There was recently a death in my family. My mother in law, with whom I had a very difficult relationship, died. My husband was sad, but not surprised. She was 94 and her death was not unexpected. My children were not really moved by it. They all said she did not mean anything to them. Sadly, she was not the sort of grandmother who forms relationships with her grandchildren. It caused me to think of my own mother’s death over ten years ago. She was also incapable of forming a relationship with her grandchildren, or with her daughter for that matter. I cried when she died and in the aftermath felt my world had fallen apart. I had lost the definition of who I was. As time went on I realised my tears were not about love for her. I realised I had no feelings for her other than anger at the way she had rejected me and deliberately set out to put me down and had not protected me from my father’s abuse. My tears were about the lost opportunity to ever hear her say “I love you”. The last time I saw her, she looked at me with such dislike, and it was really hurtful. I knew she died never having loved or even liked me. And the only sin I had committed was that of being an unwanted child, which was not my choice.

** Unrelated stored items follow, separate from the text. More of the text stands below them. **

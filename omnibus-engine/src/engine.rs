// Copyright (c) 2025 The OMNIBUS developers. All rights reserved.

//! The engine owns the executor, the component registry and the clocks.

use std::cell::RefCell;
use std::future::Future;
use std::rc::Rc;

use omnibus_track::entity::{Entity, toplevel};
use omnibus_track::tracker::stdout_tracker;
use omnibus_track::{Tracker, trace};

use crate::executor::{self, Executor, Spawner};
use crate::time::clock::Clock;
use crate::types::{Component, SimResult};

/// Use a default clock frequency of 1GHz.
const DEFAULT_CLOCK_MHZ: f64 = 1000.0;

pub struct Registry {
    pub entity: Rc<Entity>,
    components: RefCell<Vec<Component>>,
}

impl Registry {
    fn new(parent: &Rc<Entity>) -> Self {
        Self {
            entity: Rc::new(Entity::new(parent, "registry")),
            components: RefCell::new(Vec::new()),
        }
    }

    pub fn spawn_components(&self, spawner: &Spawner) {
        let mut guard = self.components.borrow_mut();

        trace!(self.entity ; "Spawning {} components", guard.len());

        for component in guard.drain(..) {
            spawner.spawn(async move { component.run().await });
        }
    }

    pub fn register(&self, component: Component) {
        let mut guard = self.components.borrow_mut();
        guard.push(component);
    }
}

pub struct Engine {
    pub executor: Executor,
    spawner: Spawner,
    toplevel: Rc<Entity>,
    tracker: Tracker,
    registry: Registry,
}

impl Engine {
    /// Create a standalone engine.
    pub fn new(tracker: &Tracker) -> Self {
        let toplevel = toplevel(tracker, "top");
        let (executor, spawner) = executor::new_executor_and_spawner(&toplevel);
        let registry = Registry::new(&toplevel);
        Self {
            executor,
            spawner,
            toplevel,
            tracker: tracker.clone(),
            registry,
        }
    }

    /// Register a component that will be run as the simulation starts
    pub fn register(&self, component: Component) {
        self.registry.register(component);
    }

    pub fn run(&mut self) -> SimResult {
        self.registry.spawn_components(&self.spawner);
        self.executor.run()
    }

    #[must_use]
    pub fn spawner(&self) -> Spawner {
        self.spawner.clone()
    }

    pub fn spawn(&self, future: impl Future<Output = SimResult> + 'static) {
        self.spawner.spawn(future);
    }

    #[must_use]
    pub fn default_clock(&mut self) -> Clock {
        self.executor.get_clock(DEFAULT_CLOCK_MHZ)
    }

    #[must_use]
    pub fn clock_mhz(&mut self, freq_mhz: f64) -> Clock {
        self.executor.get_clock(freq_mhz)
    }

    #[must_use]
    pub fn time_now_ns(&self) -> f64 {
        self.executor.time_now_ns()
    }

    #[must_use]
    pub fn top(&self) -> &Rc<Entity> {
        &self.toplevel
    }

    #[must_use]
    pub fn tracker(&self) -> Tracker {
        self.tracker.clone()
    }
}

/// Create a default engine that sends [`Track`](omnibus_track::Track) events to
/// stdout.
///
/// This is provided to keep documentation examples simple with fewer
/// concepts to have to consider at once.
impl Default for Engine {
    fn default() -> Self {
        let tracker = stdout_tracker(log::Level::Info);
        Self::new(&tracker)
    }
}

impl Drop for Engine {
    fn drop(&mut self) {
        // The tracker can be using a buffered writer and so it needs to be shut down
        // cleanly to ensure that it is flushed properly.
        self.tracker.shutdown();
    }
}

Facing my mother in law’s funeral brought up questions about why people cry at funerals. There are those who genuinely love the person who has died and are grieving the loss of a beloved companion. There are those who are grieving the loss of the opportunity to understand why the person behaved as they did towards them. Or the lost opportunity to hear ‘I love you’, or ‘I am sorry’. I have read that when a parent dies, the unresolved issues between the child and the parent must first be resolved before grieving for the loss of the loved one can take place. I realised that with my mother, resolving the issues identified that there was no love in the relationship. The grief I felt was purely the grief of never being loved and accepted. The little baby still seeking the acceptance that ensures survival.

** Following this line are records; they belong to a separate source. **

// Copyright (c) 2025 The OMNIBUS developers. All rights reserved.

//! A generator of single-beat transfers.
//!
//! Emits a fixed count of randomized single-beat transfers, each
//! `NonSeq`/`Single`, followed by one terminating idle transfer.
//!
//! # Ports
//!
//! This component has:
//!  - One [output port](omnibus_engine::port::OutPort): `tx`

use std::cell::RefCell;
use std::rc::Rc;

use async_trait::async_trait;
use omnibus_engine::engine::Engine;
use omnibus_engine::port::{OutPort, PortStateResult};
use omnibus_engine::traits::Runnable;
use omnibus_engine::types::{SimError, SimResult};
use omnibus_model_builder::EntityDisplay;
use omnibus_track::entity::Entity;
use omnibus_track::exit;
use omnibus_track::id::Unique;

use crate::constraint::FieldDraw;
use crate::transfer::{BurstCode, Transfer, TransferSize, TransferType};
use crate::{connect_tx, take_option};

#[derive(EntityDisplay)]
pub struct SingleSequence {
    entity: Rc<Entity>,
    count: usize,
    sizes: Vec<TransferSize>,
    draw: RefCell<Option<FieldDraw>>,
    tx: RefCell<Option<OutPort<Transfer>>>,
}

impl SingleSequence {
    /// Transfer count used by the reference stimulus.
    pub const DEFAULT_COUNT: usize = 15;

    pub fn new_and_register(
        engine: &Engine,
        parent: &Rc<Entity>,
        name: &str,
        seed: u64,
        count: usize,
        sizes: &[TransferSize],
    ) -> Result<Rc<Self>, SimError> {
        let entity = Rc::new(Entity::new(parent, name));
        let tx = OutPort::new(&entity, "tx");
        let rc_self = Rc::new(Self {
            entity,
            count,
            sizes: sizes.to_vec(),
            draw: RefCell::new(Some(FieldDraw::new(seed))),
            tx: RefCell::new(Some(tx)),
        });
        engine.register(rc_self.clone());
        Ok(rc_self)
    }

    #[must_use]
    pub fn entity(&self) -> &Rc<Entity> {
        &self.entity
    }

    pub fn connect_port_tx(&self, port_state: PortStateResult<Transfer>) -> SimResult {
        connect_tx!(self.tx, connect ; port_state)
    }
}

#[async_trait(?Send)]
impl Runnable for SingleSequence {
    async fn run(&self) -> SimResult {
        let mut draw = take_option!(self.draw);
        let tx = take_option!(self.tx);

        for _ in 0..self.count {
            // Mirror the randomized-field style: trans and burst are drawn
            // from their full domains under predicates that pin them down.
            let trans = draw.draw("trans", &TransferType::ALL, |t| {
                *t == TransferType::NonSeq
            })?;
            let burst = draw.draw("burst", &BurstCode::ALL, |b| *b == BurstCode::Single)?;
            let size = draw.draw("size", &self.sizes, |_| true)?;

            let transfer = Transfer::new(&self.entity)
                .addr(draw.draw_addr(size))
                .write(draw.draw_bool())
                .size(size)
                .trans(trans)
                .burst(burst);

            exit!(self.entity ; transfer.id());
            tx.put(transfer)?.await;
        }

        let idle = Transfer::new(&self.entity);
        exit!(self.entity ; idle.id());
        tx.put(idle)?.await;

        Ok(())
    }
}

This year, my mother would have been 90. On that day it was two months short of 13 years since she died. Every year I deliberately ignore her birthday and do not acknowledge it. But this year I decided to acknowledge it and to have a little time on my own. Just me talking to her. The words were not be ones of love. They were ones laying to rest the grief I have felt these past 13 years for what I never had. To acknowledge that love never grew in that relationship but I no longer grieve for that. The pain will never go away, but it has become easier as I have learned that who I am is my definition, not my mother’s warped, controlling one. That I can be a better person than she was. That there were people who liked her and loved her, but I was not one of them. She may have been a great wife, a great mother to some of her children, and a great friend. But to me she was a really crap mother and this is not incompatible with the way other people saw her.
My father is 92 and I know a day will come, sooner than later, when I will have to face the same situation. Any grieving I will do will be for what he never gave me. The difference this time will be the time I have had to accept what he did and establish my own identity.

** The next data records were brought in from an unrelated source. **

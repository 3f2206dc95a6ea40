// Copyright (c) 2025 The OMNIBUS developers. All rights reserved.

//! Soak an AHB bus driver with generated stimulus.
//!
//! Builds one single-beat generator and one burst generator, each feeding
//! its own bus driver, and runs both streams to completion.

use clap::Parser;
use omnibus_ahb::connect_port;
use omnibus_ahb::driver::BusDriver;
use omnibus_ahb::sequence::{BurstSequence, SingleSequence};
use omnibus_ahb::transfer::TransferSize;
use omnibus_engine::engine::Engine;
use omnibus_engine::run_simulation;
use omnibus_engine::types::SimError;
use omnibus_track::Tracker;
use omnibus_track::builder::{TrackerConfig, TrackersConfig, setup_trackers};
use omnibus_track::info;

/// Command-line arguments.
#[derive(Parser)]
#[command(about = "AHB stimulus soak application")]
struct Cli {
    /// Enable logging to the console.
    #[arg(long, default_value = "false")]
    stdout: bool,

    /// Level of log message to display.
    #[arg(long, default_value = "Info")]
    stdout_level: log::Level,

    /// Set a regular expression for which entites should have logging level set
    /// to `--stdout-level`. Others will have level set to `Error`.
    #[arg(long, default_value = "")]
    stdout_filter_regex: String,

    /// Enable logging to a text trace file.
    #[arg(long, default_value = "false")]
    logfile: bool,

    /// Level of trace events to record in the text trace file.
    #[arg(long, default_value = "Trace")]
    logfile_level: log::Level,

    /// Set a regular expression for which entites should have trace file
    /// level set to `--logfile-level`. Others will have level set to `Error`.
    #[arg(long, default_value = "")]
    logfile_filter_regex: String,

    /// The filename text trace output is written to.
    #[arg(long, default_value = "trace.txt")]
    logfile_file: String,

    /// The number of single-beat transfers to generate.
    #[arg(long, default_value = "15")]
    num_singles: usize,

    /// The number of bursts to generate.
    #[arg(long, default_value = "10")]
    num_bursts: usize,

    /// Seed for the randomized transfer fields.
    #[arg(long, default_value = "1")]
    seed: u64,

    /// Beat count used when the variable-length Incr burst code is drawn.
    #[arg(long, default_value = "8")]
    incr_beats: u8,

    /// HCLK frequency in MHz.
    #[arg(long, default_value = "100.0")]
    hclk_mhz: f64,
}

fn setup_all_trackers(args: &Cli) -> Tracker {
    let config = TrackersConfig {
        stdout: TrackerConfig {
            enable: args.stdout,
            level: args.stdout_level,
            filter_regex: &args.stdout_filter_regex,
            file: None,
        },
        logfile: TrackerConfig {
            enable: args.logfile,
            level: args.logfile_level,
            filter_regex: &args.logfile_filter_regex,
            file: Some(&args.logfile_file),
        },
    };
    setup_trackers(&config).unwrap()
}

fn main() -> Result<(), SimError> {
    let args = Cli::parse();

    let tracker = setup_all_trackers(&args);

    let mut engine = Engine::new(&tracker);
    let hclk = engine.clock_mhz(args.hclk_mhz);
    let top = engine.top().clone();

    info!(top ;
        "Soaking with {} singles and {} bursts (seed {}, Incr beats {}, HCLK {}MHz)",
        args.num_singles,
        args.num_bursts,
        args.seed,
        args.incr_beats,
        args.hclk_mhz
    );

    let single_gen = SingleSequence::new_and_register(
        &engine,
        &top,
        "single_gen",
        args.seed,
        args.num_singles,
        &TransferSize::ALL,
    )?;
    let single_driver = BusDriver::new_and_register(&engine, &hclk, &top, "single_driver")?;
    connect_port!(single_gen, tx => single_driver, rx)?;

    let burst_gen = BurstSequence::new_and_register(
        &engine,
        &top,
        "burst_gen",
        args.seed,
        args.num_bursts,
        &TransferSize::ALL,
        args.incr_beats,
    )?;
    let burst_driver = BusDriver::new_and_register(&engine, &hclk, &top, "burst_driver")?;
    connect_port!(burst_gen, tx => burst_driver, rx)?;

    run_simulation!(engine);

    info!(top ;
        "Drove {} single-beat and {} burst transfers in {:.2}ns",
        single_driver.num_driven(),
        burst_driver.num_driven(),
        hclk.time_now_ns()
    );

    Ok(())
}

The message I want to share from this is that you may go to the funeral of your abusive or rejecting parent and you may only feel sorrow for what they never gave you. I want you to know that is okay to feel that way. It is not selfish. You had every right to expect those things from your parent. It doesn’t make you an uncaring person. It makes you alive and real and very human. Others may not want to know about your pain and may seek to shut you down. Don’t allow it. It is important to grieve for what you never had as well as what you lost.